On April 12, 2001, the CPL Winter Championship commenced at the Hyatt Regency in Dallas, Texas. The event featured 48 competing teams, marking the first large-scale Counter-Strike tournament. The competition attracted over 800 attendees, including participants and Bring Your Own Computer (BYOC) players. Many professional Quake players were notably absent, while the Counter-Strike community saw an influx of new competitors. This tournament was the largest Counter-Strike event at the time and contributed to the game's rise in professional esports.

In 2003, the Esports World Convention hosted a Counter-Strike tournament which featured 37 teams competing for a $100,000 prize pool.

In 2012, the Electronic Sports League removed the game from the main titles for the 2012–2013 Intel Extreme Masters due to its decreasing popularity outside of Europe.

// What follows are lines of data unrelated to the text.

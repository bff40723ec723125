use std::sync::Arc;

use crate::config::Config;
use crate::services::{GenerationClient, VisionClient};

/// Shared by every request. Everything inside is immutable; requests are
/// fully independent of each other.
#[derive(Clone)]
pub struct AppState {
    pub config: Arc<Config>,
    pub vision: VisionClient,
    pub generation: GenerationClient,
}

impl AppState {
    pub fn new(config: Config) -> Self {
        let config = Arc::new(config);
        AppState {
            vision: VisionClient::new(Arc::clone(&config)),
            generation: GenerationClient::new(Arc::clone(&config)),
            config,
        }
    }
}
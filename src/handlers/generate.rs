use axum::extract::{Multipart, State};
use axum::Json;
use serde::Serialize;
use tracing::info;

use crate::error::PipelineError;
use crate::prompt::build_future_city_prompt;
use crate::state::AppState;
use crate::utils::timing::log_stage_timing;

const IMAGE_FIELD: &str = "image";

#[derive(Debug, Serialize)]
pub struct GenerateResponse {
    pub description: String,
    pub tags: Vec<String>,
    /// The prompt as rewritten by the generation service.
    pub prompt: String,
    #[serde(rename = "imageUrl")]
    pub image_url: String,
}

/// POST /generate - reimagine an uploaded city photo as a futuristic city.
///
/// Runs the full pipeline sequentially: analyze the upload, build the
/// future-city prompt, generate the new image. Any client failure surfaces
/// through `PipelineError`'s response mapping.
pub async fn generate_handler(
    State(state): State<AppState>,
    multipart: Multipart,
) -> Result<Json<GenerateResponse>, PipelineError> {
    let image = read_image_field(multipart).await?;

    let analysis = log_stage_timing("vision", "analyze", || state.vision.analyze(image)).await?;
    let prompt = build_future_city_prompt(&analysis.description, &analysis.tags);
    let generation = log_stage_timing("generation", "images_generations", || {
        state.generation.generate(&prompt)
    })
    .await?;

    info!(
        "Generated future city image from {} tag(s), description: {}",
        analysis.tags.len(),
        analysis.description
    );

    Ok(Json(GenerateResponse {
        description: analysis.description,
        tags: analysis.tags,
        prompt: generation.revised_prompt,
        image_url: generation.image_url,
    }))
}

/// Finds the `image` form field and reads it fully. A request without one,
/// or with a form body that cannot be read, is a client error.
async fn read_image_field(mut multipart: Multipart) -> Result<Vec<u8>, PipelineError> {
    while let Ok(Some(field)) = multipart.next_field().await {
        if field.name() == Some(IMAGE_FIELD) {
            return match field.bytes().await {
                Ok(bytes) => Ok(bytes.to_vec()),
                Err(_) => Err(PipelineError::MissingImage),
            };
        }
    }

    Err(PipelineError::MissingImage)
}
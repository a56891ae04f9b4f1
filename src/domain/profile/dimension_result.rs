//! DimensionResult value object.
//!
//! The outcome of one completed assessment dimension. Results are
//! write-once: `completed_at` is set at construction and the record is
//! never mutated afterwards.

use serde::{Deserialize, Serialize};
use serde_json::Value;

use crate::domain::foundation::{Timestamp, ValidationError};

/// The analyzed outcome of one assessment dimension.
///
/// # Invariants
///
/// - `summary` is non-empty (validated at construction)
/// - `completed_at` is set exactly once and never changes
#[derive(Debug, Clone, PartialEq, Eq, Serialize, Deserialize)]
pub struct DimensionResult {
    /// Free-text synthesis of the user's responses.
    summary: String,

    /// Specific strengths surfaced by the assessment.
    strengths: Vec<String>,

    /// Recurring patterns across the user's answers.
    themes: Vec<String>,

    /// How the findings connect to career opportunities.
    career_implications: Vec<String>,

    /// Suggested areas for growth.
    development_suggestions: Vec<String>,

    /// When the dimension was completed.
    completed_at: Timestamp,
}

impl DimensionResult {
    /// Creates a new result, stamping `completed_at` with the current time.
    ///
    /// # Errors
    ///
    /// - `EmptyField` if summary is empty or whitespace-only
    pub fn new(
        summary: impl Into<String>,
        strengths: Vec<String>,
        themes: Vec<String>,
        career_implications: Vec<String>,
        development_suggestions: Vec<String>,
    ) -> Result<Self, ValidationError> {
        let summary = summary.into();
        if summary.trim().is_empty() {
            return Err(ValidationError::empty_field("summary"));
        }

        Ok(Self {
            summary,
            strengths,
            themes,
            career_implications,
            development_suggestions,
            completed_at: Timestamp::now(),
        })
    }

    /// Parses the opaque payload returned by the external responder.
    ///
    /// The responder contract is a JSON object with a `summary` string and
    /// optional string arrays `strengths`, `themes`, `career_implications`,
    /// and `development_suggestions`. Absent arrays are treated as empty;
    /// anything else is rejected so untyped data never crosses the boundary.
    pub fn from_value(value: &Value) -> Result<Self, ValidationError> {
        let obj = value.as_object().ok_or_else(|| {
            ValidationError::invalid_format("dimension_result", "expected a JSON object")
        })?;

        let summary = obj
            .get("summary")
            .and_then(Value::as_str)
            .ok_or_else(|| {
                ValidationError::invalid_format("summary", "expected a string field")
            })?;

        Self::new(
            summary,
            Self::string_list(obj.get("strengths"), "strengths")?,
            Self::string_list(obj.get("themes"), "themes")?,
            Self::string_list(obj.get("career_implications"), "career_implications")?,
            Self::string_list(
                obj.get("development_suggestions"),
                "development_suggestions",
            )?,
        )
    }

    /// Reconstitutes a result from persistence (no validation).
    pub fn reconstitute(
        summary: String,
        strengths: Vec<String>,
        themes: Vec<String>,
        career_implications: Vec<String>,
        development_suggestions: Vec<String>,
        completed_at: Timestamp,
    ) -> Self {
        Self {
            summary,
            strengths,
            themes,
            career_implications,
            development_suggestions,
            completed_at,
        }
    }

    pub fn summary(&self) -> &str {
        &self.summary
    }

    pub fn strengths(&self) -> &[String] {
        &self.strengths
    }

    pub fn themes(&self) -> &[String] {
        &self.themes
    }

    pub fn career_implications(&self) -> &[String] {
        &self.career_implications
    }

    pub fn development_suggestions(&self) -> &[String] {
        &self.development_suggestions
    }

    pub fn completed_at(&self) -> &Timestamp {
        &self.completed_at
    }

    fn string_list(value: Option<&Value>, field: &str) -> Result<Vec<String>, ValidationError> {
        match value {
            None | Some(Value::Null) => Ok(Vec::new()),
            Some(Value::Array(items)) => items
                .iter()
                .map(|item| {
                    item.as_str().map(str::to_string).ok_or_else(|| {
                        ValidationError::invalid_format(field, "expected an array of strings")
                    })
                })
                .collect(),
            Some(_) => Err(ValidationError::invalid_format(
                field,
                "expected an array of strings",
            )),
        }
    }
}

==Subsequent installments==

Following the success of Counter-Strike, Valve went on to release multiple installments in the series. The first subsequent game, Counter-Strike: Condition Zero, which used Counter-Strikes GoldSrc engine, was released in 2004. Counter-Strike: Source, a remake of the original Counter-Strike, was the first game in the series to use Valve's Source engine and was also released in 2004, eight months after the release of Condition Zero. The next game in the Counter-Strike series was Counter-Strike: Global Offensive, released for Windows, OS X, Linux, PlayStation 3, and Xbox 360 in 2012. Counter-Strike 2, an updated version of Global Offensive, was released in 2023.

The game spawned multiple spin-offs for the Asian gaming market. The first, Counter-Strike Neo, was an arcade game developed by Namco and released in Japan in 2003. In 2008, Nexon Corporation released Counter-Strike Online, a free-to-play installment in the series monetized via microtransactions. Counter-Strike Online was followed by Counter-Strike Online 2 in 2013. In 2014, Nexon released Counter-Strike Nexon: Zombies worldwide via Steam.